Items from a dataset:
===
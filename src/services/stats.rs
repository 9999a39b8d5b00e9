//! Usage statistics maintenance
//!
//! Pure updates applied by the registry engine while it holds its write gate,
//! plus the periodic refresh that republishes the stored record.

use std::time::Duration;

use tokio::sync::watch;
use tracing::trace;

use crate::models::{DailyUsage, ShortcutMap, UsageStats};
use crate::storage::StoreAdapter;
use crate::system::BackgroundTask;

const DAY_MS: i64 = 24 * 60 * 60 * 1000;

/// Start of the UTC day containing `timestamp_ms`
pub fn day_start(timestamp_ms: i64) -> i64 {
    timestamp_ms - timestamp_ms.rem_euclid(DAY_MS)
}

/// Count one resolution of `alias` at `now_ms`
pub fn record_resolution(stats: &mut UsageStats, alias: &str, now_ms: i64, history_days: usize) {
    stats.last_used = Some(alias.to_string());
    *stats.usage_counts.entry(alias.to_string()).or_insert(0) += 1;

    let today = day_start(now_ms);
    match stats.daily_usage.last_mut() {
        Some(bucket) if bucket.date == today => {
            *bucket.shortcuts.entry(alias.to_string()).or_insert(0) += 1;
        }
        _ => {
            let mut bucket = DailyUsage {
                date: today,
                shortcuts: Default::default(),
            };
            bucket.shortcuts.insert(alias.to_string(), 1);
            stats.daily_usage.push(bucket);
        }
    }

    if stats.daily_usage.len() > history_days {
        let overflow = stats.daily_usage.len() - history_days;
        stats.daily_usage.drain(..overflow);
    }

    stats.most_used = most_used(stats);
}

/// Drop counters of aliases no longer in the registry and refresh totals
pub fn sync_with_registry(stats: &mut UsageStats, shortcuts: &ShortcutMap) {
    stats.total_shortcuts = shortcuts.len();
    stats.usage_counts.retain(|alias, _| shortcuts.contains_key(alias));
    if stats
        .last_used
        .as_ref()
        .is_some_and(|alias| !shortcuts.contains_key(alias))
    {
        stats.last_used = None;
    }
    stats.most_used = most_used(stats);
}

/// Alias with the highest count; ties go to the alphabetically first alias
fn most_used(stats: &UsageStats) -> Option<String> {
    stats
        .usage_counts
        .iter()
        .max_by(|(a_alias, a_count), (b_alias, b_count)| {
            a_count.cmp(b_count).then_with(|| b_alias.cmp(a_alias))
        })
        .map(|(alias, _)| alias.clone())
}

/// Re-read the stats record every `interval` and publish it on a watch channel
///
/// The initial value is read before the task starts.
pub async fn spawn_stats_refresh(
    store: StoreAdapter,
    interval: Duration,
) -> (watch::Receiver<UsageStats>, BackgroundTask) {
    let (tx, rx) = watch::channel(store.get_stats().await);

    let task = BackgroundTask::spawn("stats-refresh", interval, move || {
        let store = store.clone();
        let tx = tx.clone();
        async move {
            let stats = store.get_stats().await;
            tx.send_if_modified(|current| {
                if *current == stats {
                    trace!("Stats unchanged");
                    false
                } else {
                    *current = stats;
                    true
                }
            });
        }
    });

    (rx, task)
}
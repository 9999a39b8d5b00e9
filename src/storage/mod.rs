//! Key-value persistence
//!
//! `KeyValueStore` is the raw asynchronous get/set primitive. `StoreAdapter`
//! layers typed accessors for the five top-level records on top of it.

use std::sync::Arc;

use async_trait::async_trait;
use serde_json::{Map, Value};
use tracing::info;

use crate::config::StorageConfig;
use crate::errors::{JumptoError, Result};

pub mod adapter;
pub mod backends;

pub use adapter::{StoreAdapter, keys};
pub use backends::{FileStore, MemoryStore};

/// External asynchronous key-value store
///
/// Implementations report an unreachable backend as
/// [`JumptoError::StoreUnavailable`].
#[async_trait]
pub trait KeyValueStore: Send + Sync {
    async fn get(&self, key: &str) -> Result<Option<Value>>;
    async fn set(&self, key: &str, value: Value) -> Result<()>;
    /// Every key currently stored
    async fn snapshot(&self) -> Result<Map<String, Value>>;
    /// Drop all keys and store `entries` in their place
    async fn replace_all(&self, entries: Map<String, Value>) -> Result<()>;
    async fn clear(&self) -> Result<()>;
    fn backend_name(&self) -> &'static str;
}

pub struct StorageFactory;

impl StorageFactory {
    pub async fn create(config: &StorageConfig) -> Result<Arc<dyn KeyValueStore>> {
        let store: Arc<dyn KeyValueStore> = match config.backend.as_str() {
            "memory" => Arc::new(MemoryStore::new()),
            "file" => Arc::new(FileStore::open(&config.path).await?),
            other => {
                return Err(JumptoError::config(format!(
                    "Unknown storage backend '{}'. Valid: file, memory",
                    other
                )));
            }
        };

        info!("Using storage backend: {}", store.backend_name());
        Ok(store)
    }
}
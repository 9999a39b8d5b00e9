//! jumpto - Personal shortcut engine for the browser address bar
//!
//! This library maps short aliases (`go/gh`) to URLs: it validates and
//! normalizes what the user stores, resolves typed text to a navigation
//! (alias hit or web-search fallback), keeps the recent list and usage
//! statistics, and buffers analytics events until they can be delivered.
//!
//! # Features
//! - **cli**: Command-line interface (default)
//!
//! # Architecture
//! - `utils`: URL normalization, alias rules and the safety heuristic
//! - `models`: Persisted records
//! - `storage`: Key-value store backends and the typed adapter
//! - `services`: Registry engine, navigation resolver, intents, analytics, stats
//! - `config`: Configuration management
//! - `system`: Logging and background tasks

#[cfg(feature = "cli")]
pub mod cli;
pub mod config;
pub mod errors;
pub mod models;
pub mod services;
pub mod storage;
pub mod system;
pub mod utils;
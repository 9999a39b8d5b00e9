//! Resolution and URL helper commands

use colored::Colorize;

use crate::cli::{CliContext, CliError};
use crate::services::NavigationAction;
use crate::utils::url_normalizer::{check_safety, extract_domain, suggest_alias as alias_for};

pub async fn go(ctx: &CliContext, text: &str) -> Result<(), CliError> {
    match ctx.resolver.resolve(text, None).await? {
        NavigationAction::Shortcut { alias, url, .. } => {
            println!(
                "{} {} -> {}",
                "→".bold().green(),
                alias.cyan(),
                url.blue().underline()
            );
        }
        NavigationAction::Search { url, .. } => {
            println!(
                "{} No shortcut for '{}', searching: {}",
                "ℹ".bold().blue(),
                text.yellow(),
                url.blue().underline()
            );
        }
    }
    Ok(())
}

pub async fn suggest(ctx: &CliContext, partial: &str) -> Result<(), CliError> {
    let suggestions = ctx.resolver.suggestions_for(partial).await?;
    if suggestions.is_empty() {
        println!("{} No matching shortcuts", "ℹ".bold().blue());
        return Ok(());
    }

    for suggestion in suggestions {
        println!("  {}", suggestion.description);
    }
    Ok(())
}

pub fn suggest_alias(url: &str) -> Result<(), CliError> {
    let alias = alias_for(url);
    if alias.is_empty() {
        return Err(CliError::CommandError(format!(
            "Cannot derive an alias from '{}'",
            url
        )));
    }

    println!(
        "{} Suggested alias for {}: {}",
        "ℹ".bold().blue(),
        extract_domain(url).blue(),
        alias.magenta()
    );
    Ok(())
}

pub fn check_url(url: &str) -> Result<(), CliError> {
    let verdict = check_safety(url);
    if verdict.safe {
        println!("{} {} looks safe", "✓".bold().green(), url.blue());
        Ok(())
    } else {
        let reason = verdict.reason.unwrap_or_default();
        println!("{} {}: {}", "✗".bold().red(), url.blue(), reason.red());
        Err(CliError::CommandError(reason))
    }
}
//! Browser intent dispatch
//!
//! Entry points delivered by the browser: intercepted navigations, omnibox
//! input (live, debounced) and omnibox commits, and named commands.

use std::sync::Arc;
use std::sync::atomic::{AtomicU64, Ordering};
use std::time::Duration;

use tokio::task::JoinHandle;
use tokio::time::sleep;
use tracing::{debug, trace, warn};

use crate::errors::Result;
use crate::services::resolver::{NavigationAction, NavigationResolver, Suggestion, TabId};

/// Command that opens the main UI
pub const OPEN_POPUP_COMMAND: &str = "open-popup";

#[derive(Debug, Clone, PartialEq, Eq)]
pub enum Intent {
    /// A navigation is about to occur in `tab_id`
    Navigation {
        destination_url: String,
        tab_id: TabId,
    },
    /// Final omnibox entry
    OmniboxEntered(String),
    /// Named keyboard command
    Command(String),
}

#[derive(Debug, Clone, PartialEq, Eq)]
pub enum IntentOutcome {
    /// Replace/perform the navigation
    Navigate(NavigationAction),
    /// Not ours, let the browser carry on
    PassThrough,
    /// Command received; the engine has nothing to do for it
    Acknowledged(String),
}

/// Delivers omnibox suggestions only for the latest input
///
/// Each request waits out the debounce window; if a newer request arrives
/// meanwhile (or while suggestions are being computed) the older one is
/// dropped without calling its callback.
pub struct SuggestionDebouncer {
    resolver: Arc<NavigationResolver>,
    window: Duration,
    generation: Arc<AtomicU64>,
}

impl SuggestionDebouncer {
    pub fn new(resolver: Arc<NavigationResolver>, window: Duration) -> Self {
        Self {
            resolver,
            window,
            generation: Arc::new(AtomicU64::new(0)),
        }
    }

    pub fn request<F>(&self, text: String, deliver: F) -> JoinHandle<()>
    where
        F: FnOnce(Vec<Suggestion>) + Send + 'static,
    {
        let ticket = self.generation.fetch_add(1, Ordering::SeqCst) + 1;
        let generation = Arc::clone(&self.generation);
        let resolver = Arc::clone(&self.resolver);
        let window = self.window;

        tokio::spawn(async move {
            sleep(window).await;
            if generation.load(Ordering::SeqCst) != ticket {
                trace!("Suggestion request for '{}' superseded", text);
                return;
            }

            match resolver.suggestions_for(&text).await {
                Ok(suggestions) if generation.load(Ordering::SeqCst) == ticket => {
                    deliver(suggestions);
                }
                Ok(_) => trace!("Suggestions for '{}' went stale", text),
                Err(e) => warn!("Failed to compute suggestions for '{}': {}", text, e),
            }
        })
    }
}

pub struct IntentRouter {
    resolver: Arc<NavigationResolver>,
    debouncer: SuggestionDebouncer,
}

impl IntentRouter {
    pub fn new(resolver: Arc<NavigationResolver>, debounce_window: Duration) -> Self {
        Self {
            debouncer: SuggestionDebouncer::new(Arc::clone(&resolver), debounce_window),
            resolver,
        }
    }

    pub fn resolver(&self) -> &Arc<NavigationResolver> {
        &self.resolver
    }

    pub async fn handle(&self, intent: Intent) -> Result<IntentOutcome> {
        match intent {
            Intent::Navigation {
                destination_url,
                tab_id,
            } => Ok(self
                .resolver
                .intercept(&destination_url, tab_id)
                .await?
                .map(IntentOutcome::Navigate)
                .unwrap_or(IntentOutcome::PassThrough)),
            Intent::OmniboxEntered(text) => self
                .resolver
                .resolve(&text, None)
                .await
                .map(IntentOutcome::Navigate),
            Intent::Command(name) => {
                debug!("Command '{}' acknowledged", name);
                Ok(IntentOutcome::Acknowledged(name))
            }
        }
    }

    /// Live omnibox input, see [`SuggestionDebouncer`]
    pub fn omnibox_input<F>(&self, text: String, deliver: F) -> JoinHandle<()>
    where
        F: FnOnce(Vec<Suggestion>) + Send + 'static,
    {
        self.debouncer.request(text, deliver)
    }
}
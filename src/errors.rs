use std::fmt;

#[derive(Debug, Clone, PartialEq, Eq)]
pub enum JumptoError {
    InvalidAlias(String),
    InvalidUrl(String),
    UnsafeUrl(String),
    InvalidImportFormat(String),
    StoreUnavailable(String),
    NotFound(String),
    Serialization(String),
    FileOperation(String),
    Config(String),
}

impl JumptoError {
    /// 获取错误代码
    pub fn code(&self) -> &'static str {
        match self {
            JumptoError::InvalidAlias(_) => "E001",
            JumptoError::InvalidUrl(_) => "E002",
            JumptoError::UnsafeUrl(_) => "E003",
            JumptoError::InvalidImportFormat(_) => "E004",
            JumptoError::StoreUnavailable(_) => "E005",
            JumptoError::NotFound(_) => "E006",
            JumptoError::Serialization(_) => "E007",
            JumptoError::FileOperation(_) => "E008",
            JumptoError::Config(_) => "E009",
        }
    }

    /// 获取错误类型名称
    pub fn error_type(&self) -> &'static str {
        match self {
            JumptoError::InvalidAlias(_) => "Invalid Alias",
            JumptoError::InvalidUrl(_) => "Invalid URL",
            JumptoError::UnsafeUrl(_) => "Unsafe URL",
            JumptoError::InvalidImportFormat(_) => "Invalid Import Format",
            JumptoError::StoreUnavailable(_) => "Store Unavailable",
            JumptoError::NotFound(_) => "Resource Not Found",
            JumptoError::Serialization(_) => "Serialization Error",
            JumptoError::FileOperation(_) => "File Operation Error",
            JumptoError::Config(_) => "Configuration Error",
        }
    }

    /// 获取错误详情
    pub fn message(&self) -> &str {
        match self {
            JumptoError::InvalidAlias(msg) => msg,
            JumptoError::InvalidUrl(msg) => msg,
            JumptoError::UnsafeUrl(msg) => msg,
            JumptoError::InvalidImportFormat(msg) => msg,
            JumptoError::StoreUnavailable(msg) => msg,
            JumptoError::NotFound(msg) => msg,
            JumptoError::Serialization(msg) => msg,
            JumptoError::FileOperation(msg) => msg,
            JumptoError::Config(msg) => msg,
        }
    }

    /// 用户可修正的校验类错误，不应作为系统故障记录
    pub fn is_user_error(&self) -> bool {
        matches!(
            self,
            JumptoError::InvalidAlias(_)
                | JumptoError::InvalidUrl(_)
                | JumptoError::UnsafeUrl(_)
                | JumptoError::InvalidImportFormat(_)
                | JumptoError::NotFound(_)
        )
    }

    /// 格式化为彩色输出（用于 CLI 错误输出）
    pub fn format_colored(&self) -> String {
        use colored::Colorize;
        format!(
            "{} {} {}\n  {}",
            "[ERROR]".red().bold(),
            self.code().yellow(),
            self.error_type().red(),
            self.message().white()
        )
    }

    /// 格式化为简洁输出
    pub fn format_simple(&self) -> String {
        format!("{}: {}", self.error_type(), self.message())
    }
}

impl fmt::Display for JumptoError {
    fn fmt(&self, f: &mut fmt::Formatter<'_>) -> fmt::Result {
        write!(f, "{}", self.format_simple())
    }
}

impl std::error::Error for JumptoError {}

// 便捷的构造函数
impl JumptoError {
    pub fn invalid_alias<T: Into<String>>(msg: T) -> Self {
        JumptoError::InvalidAlias(msg.into())
    }

    pub fn invalid_url<T: Into<String>>(msg: T) -> Self {
        JumptoError::InvalidUrl(msg.into())
    }

    pub fn unsafe_url<T: Into<String>>(msg: T) -> Self {
        JumptoError::UnsafeUrl(msg.into())
    }

    pub fn invalid_import_format<T: Into<String>>(msg: T) -> Self {
        JumptoError::InvalidImportFormat(msg.into())
    }

    pub fn store_unavailable<T: Into<String>>(msg: T) -> Self {
        JumptoError::StoreUnavailable(msg.into())
    }

    pub fn not_found<T: Into<String>>(msg: T) -> Self {
        JumptoError::NotFound(msg.into())
    }

    pub fn serialization<T: Into<String>>(msg: T) -> Self {
        JumptoError::Serialization(msg.into())
    }

    pub fn file_operation<T: Into<String>>(msg: T) -> Self {
        JumptoError::FileOperation(msg.into())
    }

    pub fn config<T: Into<String>>(msg: T) -> Self {
        JumptoError::Config(msg.into())
    }
}

impl From<std::io::Error> for JumptoError {
    fn from(err: std::io::Error) -> Self {
        JumptoError::FileOperation(err.to_string())
    }
}

impl From<serde_json::Error> for JumptoError {
    fn from(err: serde_json::Error) -> Self {
        JumptoError::Serialization(err.to_string())
    }
}

impl From<url::ParseError> for JumptoError {
    fn from(err: url::ParseError) -> Self {
        JumptoError::InvalidUrl(format!("Invalid URL: {}", err))
    }
}

pub type Result<T> = std::result::Result<T, JumptoError>;
use async_trait::async_trait;
use dashmap::DashMap;
use serde_json::{Map, Value};

use crate::errors::Result;
use crate::storage::KeyValueStore;

/// In-process store, contents are lost when the process exits
#[derive(Default)]
pub struct MemoryStore {
    data: DashMap<String, Value>,
}

impl MemoryStore {
    pub fn new() -> Self {
        Self::default()
    }
}

#[async_trait]
impl KeyValueStore for MemoryStore {
    async fn get(&self, key: &str) -> Result<Option<Value>> {
        Ok(self.data.get(key).map(|entry| entry.value().clone()))
    }

    async fn set(&self, key: &str, value: Value) -> Result<()> {
        self.data.insert(key.to_string(), value);
        Ok(())
    }

    async fn snapshot(&self) -> Result<Map<String, Value>> {
        Ok(self
            .data
            .iter()
            .map(|entry| (entry.key().clone(), entry.value().clone()))
            .collect())
    }

    async fn replace_all(&self, entries: Map<String, Value>) -> Result<()> {
        self.data.clear();
        for (key, value) in entries {
            self.data.insert(key, value);
        }
        Ok(())
    }

    async fn clear(&self) -> Result<()> {
        self.data.clear();
        Ok(())
    }

    fn backend_name(&self) -> &'static str {
        "memory"
    }
}

#[cfg(test)]
mod tests {
    use super::*;
    use serde_json::json;

    #[tokio::test]
    async fn test_set_get_replace() {
        let store = MemoryStore::new();
        assert_eq!(store.get("shortcuts").await.unwrap(), None);

        store.set("shortcuts", json!({"gh": 1})).await.unwrap();
        assert_eq!(store.get("shortcuts").await.unwrap(), Some(json!({"gh": 1})));

        let mut replacement = Map::new();
        replacement.insert("settings".into(), json!({"darkMode": true}));
        store.replace_all(replacement).await.unwrap();

        assert_eq!(store.get("shortcuts").await.unwrap(), None);
        assert_eq!(store.snapshot().await.unwrap().len(), 1);
    }
}
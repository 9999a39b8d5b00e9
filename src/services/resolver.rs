//! Navigation resolver
//!
//! Turns an intent string into a tab navigation: a known alias navigates to
//! its URL (and records usage in the background), anything else becomes a
//! web search.

use std::sync::Arc;

use tracing::{debug, instrument};
use url::Url;

use crate::config::NavigationConfig;
use crate::errors::Result;
use crate::models::DEFAULT_CATEGORY;
use crate::services::ShortcutService;
use crate::utils::url_normalizer::normalize_url;

/// Browser tab identifier
pub type TabId = u64;

/// Where the navigation happens
#[derive(Debug, Clone, Copy, PartialEq, Eq)]
pub enum TabTarget {
    /// Reuse the tab the intent came from
    Update(TabId),
    OpenNew,
}

impl From<Option<TabId>> for TabTarget {
    fn from(tab: Option<TabId>) -> Self {
        match tab {
            Some(id) => TabTarget::Update(id),
            None => TabTarget::OpenNew,
        }
    }
}

#[derive(Debug, Clone, PartialEq, Eq)]
pub enum NavigationAction {
    /// Known alias
    Shortcut {
        alias: String,
        url: String,
        tab: TabTarget,
    },
    /// Unknown alias, fall back to a web search for the raw text
    Search { url: String, tab: TabTarget },
}

impl NavigationAction {
    pub fn url(&self) -> &str {
        match self {
            NavigationAction::Shortcut { url, .. } | NavigationAction::Search { url, .. } => url,
        }
    }

    pub fn tab(&self) -> TabTarget {
        match self {
            NavigationAction::Shortcut { tab, .. } | NavigationAction::Search { tab, .. } => *tab,
        }
    }
}

/// Omnibox suggestion row
#[derive(Debug, Clone, PartialEq, Eq)]
pub struct Suggestion {
    pub alias: String,
    /// `<match>alias</match> - url (category)`, XML-escaped
    pub description: String,
}

pub struct NavigationResolver {
    shortcuts: Arc<ShortcutService>,
    sentinel_host: String,
    search_url: String,
}

impl NavigationResolver {
    pub fn new(shortcuts: Arc<ShortcutService>, config: &NavigationConfig) -> Self {
        Self {
            shortcuts,
            sentinel_host: config.sentinel_host.to_lowercase(),
            search_url: config.search_url.clone(),
        }
    }

    fn search_url_for(&self, text: &str) -> String {
        format!("{}{}", self.search_url, urlencoding::encode(text))
    }

    /// Resolve `intent_text` against the registry
    ///
    /// Usage recording for a hit is spawned and never awaited.
    #[instrument(skip(self), fields(intent = %intent_text))]
    pub async fn resolve(&self, intent_text: &str, tab: Option<TabId>) -> Result<NavigationAction> {
        let text = intent_text.trim();
        let alias = text.to_lowercase();
        let tab = TabTarget::from(tab);

        if let Some(shortcut) = self.shortcuts.get(&alias).await? {
            let url = normalize_url(&shortcut.url)?;
            debug!("Resolved '{}' -> {}", alias, url);

            self.shortcuts.record_usage_detached(&alias);
            return Ok(NavigationAction::Shortcut { alias, url, tab });
        }

        debug!("No shortcut for '{}', falling back to search", text);
        Ok(NavigationAction::Search {
            url: self.search_url_for(text),
            tab,
        })
    }

    /// Handle a navigation about to happen in `tab`
    ///
    /// Returns `None` unless the destination host is the sentinel host with
    /// a non-empty path, in which case the navigation should be replaced
    /// with the returned action.
    pub async fn intercept(&self, destination_url: &str, tab: TabId) -> Result<Option<NavigationAction>> {
        let Some(alias) = self.intercepted_alias(destination_url) else {
            return Ok(None);
        };
        self.resolve(&alias, Some(tab)).await.map(Some)
    }

    /// Alias carried by a `http://<sentinel>/<alias>` URL
    pub fn intercepted_alias(&self, destination_url: &str) -> Option<String> {
        let parsed = Url::parse(destination_url).ok()?;
        if parsed.host_str()? != self.sentinel_host {
            return None;
        }

        let path = parsed.path().strip_prefix('/').unwrap_or(parsed.path());
        let alias = urlencoding::decode(path).ok()?.into_owned();
        if alias.is_empty() { None } else { Some(alias) }
    }

    /// Aliases containing `partial_text`, case-insensitive, in alias order
    pub async fn suggestions_for(&self, partial_text: &str) -> Result<Vec<Suggestion>> {
        let needle = partial_text.trim().to_lowercase();
        let shortcuts = self.shortcuts.list().await?;

        Ok(shortcuts
            .into_iter()
            .filter(|(alias, _)| alias.to_lowercase().contains(&needle))
            .map(|(alias, shortcut)| {
                let mut description = format!(
                    "<match>{}</match> - {}",
                    xml_escape(&alias),
                    xml_escape(&shortcut.url)
                );
                if shortcut.category != DEFAULT_CATEGORY {
                    description.push_str(&format!(" ({})", xml_escape(&shortcut.category)));
                }
                Suggestion { alias, description }
            })
            .collect())
    }
}

fn xml_escape(text: &str) -> String {
    text.replace('&', "&amp;")
        .replace('<', "&lt;")
        .replace('>', "&gt;")
        .replace('"', "&quot;")
        .replace('\'', "&apos;")
}

#[cfg(test)]
mod tests {
    use super::*;

    #[test]
    fn test_xml_escape() {
        assert_eq!(
            xml_escape("https://a.com/?x=1&y=<2>"),
            "https://a.com/?x=1&amp;y=&lt;2&gt;"
        );
    }

    #[test]
    fn test_tab_target_from_option() {
        assert_eq!(TabTarget::from(Some(7)), TabTarget::Update(7));
        assert_eq!(TabTarget::from(None), TabTarget::OpenNew);
    }
}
===
Exercise: When you reach the line containing "list and usage" in the data above, start copying exactly, and stop after the line containing "extract_domain, suggest_alias as".

Solution to this task:
//! (alias hit or web-search fallback), keeps the recent list and usage
//! statistics, and buffers analytics events until they can be delivered.
//!
//! # Features
//! - **cli**: Command-line interface (default)
//!
//! # Architecture
//! - `utils`: URL normalization, alias rules and the safety heuristic
//! - `models`: Persisted records
//! - `storage`: Key-value store backends and the typed adapter
//! - `services`: Registry engine, navigation resolver, intents, analytics, stats
//! - `config`: Configuration management
//! - `system`: Logging and background tasks

#[cfg(feature = "cli")]
pub mod cli;
pub mod config;
pub mod errors;
pub mod models;
pub mod services;
pub mod storage;
pub mod system;
pub mod utils;
repository 9999a39b8d5b00e9
//! Resolution and URL helper commands

use colored::Colorize;

use crate::cli::{CliContext, CliError};
use crate::services::NavigationAction;
use crate::utils::url_normalizer::{check_safety, extract_domain, suggest_alias as alias_for};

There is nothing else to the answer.